> [Exercise details]
All that is needed is each line of the entries holding the word "patterns", copied as it stands.

> [Data for this exercise]
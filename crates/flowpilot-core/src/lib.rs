//! # flowpilot-core
//!
//! Shared building blocks for driving the Flow video generator through a
//! browser:
//!
//! - [`Snapshot`] and [`GenerationResult`], the data the polling loop works on
//! - [`GenerationDriver`], the seam between the polling engine and the page
//! - [`FlowError`], the unified error type
//! - [`FlowConfig`], loaded from `.flowpilot/config.toml`
//! - [`BackendErrorMatcher`], the phrase scanner behind the backend-broken detector

pub mod config;
mod driver;
mod error;
pub mod fail_open;
mod patterns;
mod types;

pub use config::{
    BrowserSettings, FlowConfig, GenerationConfig, HumanDelay, Selectors, Settings,
};
pub use driver::GenerationDriver;
pub use error::{FlowError, Result};
pub use patterns::BackendErrorMatcher;
pub use types::*;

> [Exercise result]
mod patterns;
pub use patterns::BackendErrorMatcher;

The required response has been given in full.